Mais comment en est-on arrivé là ? Tiphaine ne s’épanouissait plus dans les projets des autres et l’idée d’ouvrir sa bouquinerie d’occasion francophone s’est imposée petit à petit. Avant de se lancer, elle a confronté son projet à la réalité du secteur : 

Plusieurs petites choses m’ont fait me dire que je pouvais effectivement ouvrir ma librairie aux Pays-Bas, notamment parce que le marché de l’occasion francophone n’était pas encore couvert. Il faut également savoir que la France édite et traduit beaucoup, nous avons donc une profusion de titres qu’il n’y a pas dans la plupart des pays, et c’est quelque chose qui intéresse les néerlandais.

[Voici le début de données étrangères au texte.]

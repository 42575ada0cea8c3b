//! Configuration for the loyalty ledger

use crate::types::CurrencyCode;
use serde::{Deserialize, Serialize};
use std::path::PathBuf;
use std::time::Duration;

/// Service configuration
#[derive(Debug, Clone, Serialize, Deserialize)]
#[serde(default)]
pub struct Config {
    /// Data directory for RocksDB
    pub data_dir: PathBuf,

    /// Service name
    pub service_name: String,

    /// Unit every raw amount is normalized into
    pub canonical_currency: String,

    /// RocksDB configuration
    pub rocksdb: RocksDBConfig,

    /// Ledger actor configuration
    pub ledger: LedgerConfig,

    /// Retry queue configuration
    pub queue: QueueConfig,

    /// Partner/rule cache configuration
    pub cache: CacheConfig,

    /// Exchange-rate lookups
    pub fx: FxConfig,
}

impl Default for Config {
    fn default() -> Self {
        Self {
            data_dir: PathBuf::from("./data/loyalty"),
            service_name: "loyalty-core".to_string(),
            canonical_currency: "PTS".to_string(),
            rocksdb: RocksDBConfig::default(),
            ledger: LedgerConfig::default(),
            queue: QueueConfig::default(),
            cache: CacheConfig::default(),
            fx: FxConfig::default(),
        }
    }
}

/// RocksDB configuration
#[derive(Debug, Clone, Serialize, Deserialize)]
#[serde(default)]
pub struct RocksDBConfig {
    /// Write buffer size (MB)
    pub write_buffer_size_mb: usize,

    /// Max write buffers
    pub max_write_buffer_number: i32,

    /// Max background jobs (compaction + flush)
    pub max_background_jobs: i32,

    /// Enable statistics
    pub enable_statistics: bool,
}

impl Default for RocksDBConfig {
    fn default() -> Self {
        Self {
            write_buffer_size_mb: 64,
            max_write_buffer_number: 3,
            max_background_jobs: 2,
            enable_statistics: false,
        }
    }
}

/// Ledger actor configuration
#[derive(Debug, Clone, Serialize, Deserialize)]
#[serde(default)]
pub struct LedgerConfig {
    /// Actor mailbox capacity
    pub mailbox_size: usize,

    /// Deadline for a single commit (milliseconds)
    pub commit_timeout_ms: u64,
}

impl Default for LedgerConfig {
    fn default() -> Self {
        Self {
            mailbox_size: 1000,
            commit_timeout_ms: 2_000,
        }
    }
}

impl LedgerConfig {
    /// Commit deadline
    pub fn commit_timeout(&self) -> Duration {
        Duration::from_millis(self.commit_timeout_ms)
    }
}

/// Retry queue configuration
#[derive(Debug, Clone, Serialize, Deserialize)]
#[serde(default)]
pub struct QueueConfig {
    /// Queue file; `None` means `<data_dir>/pending_ops.json`
    pub path: Option<PathBuf>,

    /// Attempts before an operation is dead-lettered
    pub max_attempts: u32,

    /// First backoff step (milliseconds); 0 disables backoff
    pub backoff_base_ms: u64,

    /// Backoff ceiling (milliseconds)
    pub backoff_max_ms: u64,

    /// Background drain period (milliseconds)
    pub drain_interval_ms: u64,
}

impl Default for QueueConfig {
    fn default() -> Self {
        Self {
            path: None,
            max_attempts: 10,
            backoff_base_ms: 1_000,
            backoff_max_ms: 300_000, // 5 minutes
            drain_interval_ms: 5_000,
        }
    }
}

impl QueueConfig {
    /// Config with backoff disabled: every pending operation is due on every drain
    pub fn without_backoff() -> Self {
        Self {
            backoff_base_ms: 0,
            ..Self::default()
        }
    }

    /// Drain period
    pub fn drain_interval(&self) -> Duration {
        Duration::from_millis(self.drain_interval_ms)
    }

    /// Delay before the next attempt after `attempts` failures
    pub fn backoff_for(&self, attempts: u32) -> Duration {
        if self.backoff_base_ms == 0 || attempts == 0 {
            return Duration::ZERO;
        }
        let factor = 2u64.saturating_pow(attempts.saturating_sub(1).min(32));
        let delay = self.backoff_base_ms.saturating_mul(factor);
        Duration::from_millis(delay.min(self.backoff_max_ms))
    }
}

/// Partner/rule cache configuration
#[derive(Debug, Clone, Serialize, Deserialize)]
#[serde(default)]
pub struct CacheConfig {
    /// Cashback rule TTL (seconds)
    pub rules_ttl_secs: u64,

    /// Limit config TTL (seconds)
    pub limits_ttl_secs: u64,

    /// Per-partner override TTL (seconds)
    pub partner_ttl_secs: u64,
}

impl Default for CacheConfig {
    fn default() -> Self {
        Self {
            rules_ttl_secs: 300,
            limits_ttl_secs: 300,
            partner_ttl_secs: 60,
        }
    }
}

/// Exchange-rate lookups
#[derive(Debug, Clone, Serialize, Deserialize)]
#[serde(default)]
pub struct FxConfig {
    /// Deadline for a provider lookup (milliseconds)
    pub lookup_timeout_ms: u64,
}

impl Default for FxConfig {
    fn default() -> Self {
        Self {
            lookup_timeout_ms: 500,
        }
    }
}

impl FxConfig {
    /// Lookup deadline
    pub fn lookup_timeout(&self) -> Duration {
        Duration::from_millis(self.lookup_timeout_ms)
    }
}

impl Config {
    /// Load from file
    pub fn from_file(path: impl AsRef<std::path::Path>) -> crate::Result<Self> {
        let content = std::fs::read_to_string(path)?;
        let config: Config = toml::from_str(&content)
            .map_err(|e| crate::Error::Config(format!("Failed to parse config: {}", e)))?;
        Ok(config)
    }

    /// Load from environment variables
    pub fn from_env() -> crate::Result<Self> {
        let mut config = Config::default();

        if let Ok(data_dir) = std::env::var("LOYALTY_DATA_DIR") {
            config.data_dir = PathBuf::from(data_dir);
        }

        if let Ok(path) = std::env::var("LOYALTY_QUEUE_PATH") {
            config.queue.path = Some(PathBuf::from(path));
        }

        if let Ok(currency) = std::env::var("LOYALTY_CANONICAL_CURRENCY") {
            config.canonical_currency = currency;
        }

        if let Ok(attempts) = std::env::var("LOYALTY_QUEUE_MAX_ATTEMPTS") {
            config.queue.max_attempts = attempts.parse().map_err(|e| {
                crate::Error::Config(format!("Invalid LOYALTY_QUEUE_MAX_ATTEMPTS: {}", e))
            })?;
        }

        Ok(config)
    }

    /// Canonical currency as a code
    pub fn canonical(&self) -> CurrencyCode {
        CurrencyCode::new(&self.canonical_currency)
    }

    /// Resolved queue file path
    pub fn queue_path(&self) -> PathBuf {
        self.queue
            .path
            .clone()
            .unwrap_or_else(|| self.data_dir.join("pending_ops.json"))
    }
}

Comme tous les créateurs d’entreprise, Tiphaine a dû relever quelques défis, et notamment celui de l’administration néerlandaise : 

Ce qui est le plus dur pour moi, c’est de me confronter à l’administration néerlandaise. Rien n’est compliqué, mais ça reste l’inconnu dans une langue que je ne maîtrise pas. Ça m’impressionne beaucoup. J’ai peur de mal faire, j’ai peur de ne pas faire dans le bon ordre, je me dis que j’oublie des choses. Mais comme on me le dit tout le temps : si personne ne m’arrête, c’est que je suis sur la bonne voie. La preuve : la boutique est ouverte.

Pour éviter les déconvenues et naviguer dans ce nouveau monde, la libraire a sollicité les conseils de personnes déjà passées par là : 

J’ai pu trouver beaucoup de ressources sur les groupes et les Forums Facebook comme Le forum café ZZP, Les Mamans d’Amsterdam, French People in Amsterdam et Amsterdam Business Mama. Il ne faut pas hésiter à poser ses questions même si elles semblent bêtes. J’y ai aussi rencontré des gens que j’ai pu appeler pour avoir de l’aide.

Pour finir, Tiphaine rappelle l’importance de se former et de se renseigner avant de se lancer. 



Tous ces témoignages le prouvent : une bonne idée et une envie, ça ne suffit pas. Il faut se préparer en amont.